#### Task objective:
Return each line of the entries that mentions the word "KbError".

#### Exercise input:
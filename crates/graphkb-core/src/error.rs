//! Error taxonomy for the knowledge-base core.
//!
//! Configuration and plugin-loading failures are fatal and carry their cause;
//! a missing indexer/searcher for a single slot is non-fatal and only logged.
//! Nothing in this crate retries: every failure is surfaced exactly once.

use thiserror::Error;

/// Result type for all knowledge-base core operations.
pub type Result<T> = std::result::Result<T, KbError>;

#[derive(Debug, Error)]
pub enum KbError {
    #[error("core already initialized")]
    AlreadyInitialized,

    #[error("core not initialized")]
    NotInitialized,

    #[error("no knowledge base configured")]
    NoKnowledgeBaseConfigured,

    #[error("{resource} not found nor initialized: {slot}")]
    ResourceNotFound {
        resource: &'static str,
        slot: String,
    },

    #[error("failed to instantiate plugin '{what}'")]
    PluginInstantiationFailed {
        what: String,
        #[source]
        source: Box<dyn std::error::Error + Send + Sync>,
    },

    #[error("unbound placeholder '{0}'")]
    UnboundPlaceholder(String),

    #[error("{0} is not implemented")]
    NotImplemented(&'static str),

    #[error("no model registered for id '{0}'")]
    UnknownModel(String),

    #[error("unsupported language tag '{0}'")]
    UnsupportedLanguage(String),

    #[error("configuration error: {0}")]
    Config(#[from] config::ConfigError),

    #[error("I/O error: {0}")]
    Io(#[from] std::io::Error),

    #[error("serialization error: {0}")]
    Json(#[from] serde_json::Error),

    #[error("store error: {0}")]
    Store(#[from] sled::Error),
}

impl KbError {
    /// Wraps any plugin lookup or construction failure with its cause attached.
    pub fn plugin(
        what: impl Into<String>,
        source: impl Into<Box<dyn std::error::Error + Send + Sync>>,
    ) -> Self {
        Self::PluginInstantiationFailed {
            what: what.into(),
            source: source.into(),
        }
    }
}
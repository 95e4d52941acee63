//! graphkb-core: knowledge-base slot registry and graph-query plan compiler.
//!
//! Two subsystems make up the core:
//!
//! - the resource registry ([`KbRegistry`]): lifecycle, caching, and pluggable
//!   construction of per-slot index/search resources, per-repository
//!   namespaces, recognizers, and ingestion loaders;
//! - the query plan compiler ([`GraphQueryBuilder`]): compiles an ordered
//!   sequence of triple patterns plus placeholder bindings into graph-query
//!   text, tracking incremental entity resolution in a separate ledger.
//!
//! Index backends, data providers, processors, and recognizers plug in
//! through the startup-time [`PluginRegistry`], keyed by the identifiers the
//! configuration tree names.

mod error;
mod loader;
mod model;
mod namespace;
mod ner;
mod plugins;
mod registry;
mod serializer;
mod settings;

pub mod data;
pub mod index;
pub mod query;

pub use data::{
    DataProvider, DataProviderFactory, Holder, Processor, ProcessorChain, RegexFilterProcessor,
    REGEX_FILTER_PROCESSOR_ID,
};
pub use error::{KbError, Result};
pub use index::{IndexBackend, Indexer, Searcher};
pub use loader::{KbLoader, LoadReport};
pub use model::{BuiltInModel, Entity, Language, SlotId};
pub use namespace::Namespace;
pub use ner::{EntityMention, EntityRecognizer, TermRecognizer, TERM_RECOGNIZER_ID};
pub use plugins::{PluginRegistry, ProviderCtor};
pub use query::{
    BindingKind, DataModelBinding, GraphQueryBuilder, QueryPlanPatterns, QueryType, TriplePattern,
    TYPE_MARKER,
};
pub use registry::{CoreRef, KbRegistry};
pub use serializer::ObjectSerializer;
pub use settings::{ProcessorSpec, Settings};
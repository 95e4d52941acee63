//! Concurrency scenarios: first-time access to an unseen cache key must
//! construct the resource exactly once, with every racer observing the same
//! instance.

use std::sync::atomic::{AtomicUsize, Ordering};
use std::sync::{Arc, Barrier};
use std::thread;

use graphkb_core::{KbRegistry, PluginRegistry, SlotId, TermRecognizer};
use graphkb_memstore::{MemstoreBackend, MEMSTORE_BACKEND_ID};

const THREADS: usize = 8;

fn racing_core(root: &std::path::Path, plugins: PluginRegistry) -> Arc<KbRegistry> {
    let toml = format!(
        r#"
        [data]
        root-dir = "{}"

        [index-store.factory]
        class = "graphkb.backend.memstore"

        [kb.wiki]
        enabled = true
        language = "en"
        recognizer.class = "test.counting-recognizer"

        [kb.wiki.model.entities.provider]
        class = "graphkb.provider.fixture"
        "#,
        root.display()
    );
    let settings = graphkb_core::Settings::from_toml_str(&toml).unwrap();
    KbRegistry::new(settings, plugins).unwrap()
}

#[test]
fn racing_directory_access_opens_the_store_once() {
    let dir = tempfile::tempdir().unwrap();
    let mut plugins = PluginRegistry::new();
    plugins.register_backend(MEMSTORE_BACKEND_ID, Arc::new(MemstoreBackend::new()));
    plugins.register_recognizer("test.counting-recognizer", |language, _core| {
        Ok(Arc::new(TermRecognizer::new(language)))
    });
    let core = racing_core(dir.path(), plugins);

    let slot = SlotId::new("wiki", "facts");
    let barrier = Arc::new(Barrier::new(THREADS));
    let handles: Vec<_> = (0..THREADS)
        .map(|_| {
            let core = Arc::clone(&core);
            let slot = slot.clone();
            let barrier = Arc::clone(&barrier);
            thread::spawn(move || {
                barrier.wait();
                core.get_directory(&slot).unwrap()
            })
        })
        .collect();

    // sled refuses a second open on the same path; any double construction
    // would fail one of the joins.
    let handles: Vec<_> = handles.into_iter().map(|h| h.join().unwrap()).collect();
    for db in &handles[1..] {
        assert!(Arc::ptr_eq(&handles[0], db));
    }
}

#[test]
fn racing_recognizer_access_invokes_the_constructor_once() {
    let dir = tempfile::tempdir().unwrap();
    let constructions = Arc::new(AtomicUsize::new(0));

    let mut plugins = PluginRegistry::new();
    plugins.register_backend(MEMSTORE_BACKEND_ID, Arc::new(MemstoreBackend::new()));
    let counter = Arc::clone(&constructions);
    plugins.register_recognizer("test.counting-recognizer", move |language, _core| {
        counter.fetch_add(1, Ordering::SeqCst);
        Ok(Arc::new(TermRecognizer::new(language)))
    });
    let core = racing_core(dir.path(), plugins);

    let barrier = Arc::new(Barrier::new(THREADS));
    let handles: Vec<_> = (0..THREADS)
        .map(|_| {
            let core = Arc::clone(&core);
            let barrier = Arc::clone(&barrier);
            thread::spawn(move || {
                barrier.wait();
                core.get_entity_recognizer("wiki").unwrap()
            })
        })
        .collect();

    let recognizers: Vec<_> = handles.into_iter().map(|h| h.join().unwrap()).collect();
    assert_eq!(constructions.load(Ordering::SeqCst), 1);
    for recognizer in &recognizers[1..] {
        assert!(Arc::ptr_eq(&recognizers[0], recognizer));
    }
}
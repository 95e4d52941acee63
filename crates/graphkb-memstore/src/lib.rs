//! graphkb-memstore: index backend over the slot's own storage directory.
//!
//! Indexes record payloads straight into the slot directory the core hands
//! out and serves case-insensitive label searches from it. Meant for
//! development setups and tests; production deployments plug a real engine
//! in through the same traits.

use std::sync::atomic::{AtomicBool, Ordering};
use std::sync::Arc;

use tracing::{debug, info};

use graphkb_core::{
    CoreRef, DataProvider, DataProviderFactory, Entity, Holder, IndexBackend, Indexer, KbRegistry,
    Result, Searcher, SlotId,
};

/// Identifier the backend registers under (`index-store.factory.class`).
pub const MEMSTORE_BACKEND_ID: &str = "graphkb.backend.memstore";

/// Identifier of the fixture provider factory (`provider.class`).
pub const FIXTURE_PROVIDER_ID: &str = "graphkb.provider.fixture";

/// Backend constructing indexer/searcher pairs over the slot directory.
#[derive(Debug, Default)]
pub struct MemstoreBackend;

impl MemstoreBackend {
    pub fn new() -> Self {
        Self
    }
}

impl IndexBackend for MemstoreBackend {
    fn create_indexer(&self, slot: &SlotId, core: CoreRef<'_>) -> Result<Option<Box<dyn Indexer>>> {
        let db = core.directory(slot)?;
        Ok(Some(Box::new(MemstoreIndexer {
            slot: slot.clone(),
            db,
            running: AtomicBool::new(false),
        })))
    }

    fn create_searcher(
        &self,
        slot: &SlotId,
        core: CoreRef<'_>,
    ) -> Result<Option<Box<dyn Searcher>>> {
        let db = core.directory(slot)?;
        Ok(Some(Box::new(MemstoreSearcher {
            slot: slot.clone(),
            db,
            running: AtomicBool::new(false),
        })))
    }
}

#[derive(Debug)]
struct MemstoreIndexer {
    slot: SlotId,
    db: Arc<sled::Db>,
    running: AtomicBool,
}

impl Indexer for MemstoreIndexer {
    fn start(&self) {
        self.running.store(true, Ordering::SeqCst);
        info!(slot = %self.slot, "memstore indexer started");
    }

    fn stop(&self) -> Result<()> {
        self.running.store(false, Ordering::SeqCst);
        self.db.flush()?;
        info!(slot = %self.slot, "memstore indexer stopped");
        Ok(())
    }

    fn index(&self, holder: &Holder) -> Result<()> {
        let bytes = serde_json::to_vec(&holder.payload)?;
        self.db.insert(holder.id.as_bytes(), bytes)?;
        debug!(slot = %self.slot, id = %holder.id, "record indexed");
        Ok(())
    }

    fn flush(&self) -> Result<()> {
        self.db.flush()?;
        Ok(())
    }
}

struct MemstoreSearcher {
    slot: SlotId,
    db: Arc<sled::Db>,
    running: AtomicBool,
}

impl Searcher for MemstoreSearcher {
    fn start(&self) {
        self.running.store(true, Ordering::SeqCst);
        info!(slot = %self.slot, "memstore searcher started");
    }

    fn stop(&self) -> Result<()> {
        self.running.store(false, Ordering::SeqCst);
        info!(slot = %self.slot, "memstore searcher stopped");
        Ok(())
    }

    fn search(&self, term: &str) -> Result<Vec<Entity>> {
        let needle = term.to_lowercase();
        let mut hits = Vec::new();
        for item in self.db.iter() {
            let (_key, value) = item?;
            let payload: serde_json::Value = serde_json::from_slice(&value)?;
            let label = payload
                .get("label")
                .and_then(|l| l.as_str())
                .unwrap_or_default();
            if label.to_lowercase().contains(&needle) {
                let iri = payload.get("iri").and_then(|i| i.as_str()).unwrap_or(label);
                hits.push(Entity::new(iri, label));
            }
        }
        hits.sort_by(|a, b| a.iri.cmp(&b.iri));
        Ok(hits)
    }
}

/// Internal provider factory yielding the JSON records configured under the
/// slot's `provider.records` key. Receives the registry handle so it can read
/// the configuration view.
pub struct FixtureProviderFactory {
    core: Arc<KbRegistry>,
}

impl FixtureProviderFactory {
    /// Constructor shaped for `ProviderCtor::Internal` registration.
    pub fn boxed(core: Arc<KbRegistry>) -> Box<dyn DataProviderFactory> {
        Box::new(Self { core })
    }
}

impl DataProviderFactory for FixtureProviderFactory {
    fn create(&self, slot: &SlotId) -> Result<DataProvider> {
        let key = format!("{}.provider.records", slot.type_path());
        let records = self.core.settings().json_array(&key)?;
        let slot = slot.clone();
        let iter = records
            .into_iter()
            .map(move |payload| Holder::new(slot.clone(), payload));
        Ok(DataProvider::new("fixture", iter))
    }
}
// SPDX-License-Identifier: AGPL-3.0-or-later
//
// Copyright (C) 2026 InfoGarden

//! Organization repository.
//!
//! Each organization owns a directory under `orgs/{org_id}/` holding its
//! metadata (`org.json`) and the subdirectories of its records.

use chrono::{DateTime, Utc};
use serde::{Deserialize, Serialize};
use utoipa::ToSchema;

use super::super::{FileStore, StorageError, StorageResult};
use super::load_one;

/// Organization metadata.
#[derive(Debug, Clone, Serialize, Deserialize, ToSchema, PartialEq, Eq)]
pub struct Organization {
    pub id: i64,
    pub name: String,
    pub description: Option<String>,
    pub created_at: DateTime<Utc>,
}

impl Organization {
    pub fn new(id: i64, name: impl Into<String>) -> Self {
        Self {
            id,
            name: name.into(),
            description: None,
            created_at: Utc::now(),
        }
    }
}

/// Repository for organization metadata.
pub struct OrganizationRepository<'a> {
    storage: &'a FileStore,
}

impl<'a> OrganizationRepository<'a> {
    pub fn new(storage: &'a FileStore) -> Self {
        Self { storage }
    }

    /// Get an organization by ID.
    pub fn get(&self, org_id: i64) -> StorageResult<Organization> {
        let path = self.storage.paths().org_meta(org_id);
        load_one(self.storage, &path, || format!("Organization {org_id}"))
    }

    /// Create a new organization.
    pub fn create(&self, org: &Organization) -> StorageResult<()> {
        let path = self.storage.paths().org_meta(org.id);
        if path.is_file() {
            return Err(StorageError::AlreadyExists(format!("Organization {}", org.id)));
        }
        self.storage.write_json(path, org)
    }
}

#[cfg(test)]
mod tests {
    use super::*;
    use crate::storage::StoragePaths;
    use tempfile::TempDir;

    fn setup() -> (TempDir, FileStore) {
        let temp = TempDir::new().unwrap();
        let mut storage = FileStore::new(StoragePaths::new(temp.path()));
        storage.initialize().unwrap();
        (temp, storage)
    }

    #[test]
    fn create_and_get_organization() {
        let (_temp, storage) = setup();
        let repo = OrganizationRepository::new(&storage);

        let org = Organization::new(1, "Acme");
        repo.create(&org).unwrap();

        assert_eq!(repo.get(1).unwrap(), org);
        assert!(matches!(
            repo.create(&org),
            Err(StorageError::AlreadyExists(_))
        ));
    }

    #[test]
    fn missing_organization_is_not_found() {
        let (_temp, storage) = setup();
        let repo = OrganizationRepository::new(&storage);
        assert!(matches!(repo.get(42), Err(StorageError::NotFound(_))));
    }
}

#### Response to this task:
pub type Result<T> = std::result::Result<T, KbError>;
pub enum KbError {
impl KbError {
pub use error::{KbError, Result};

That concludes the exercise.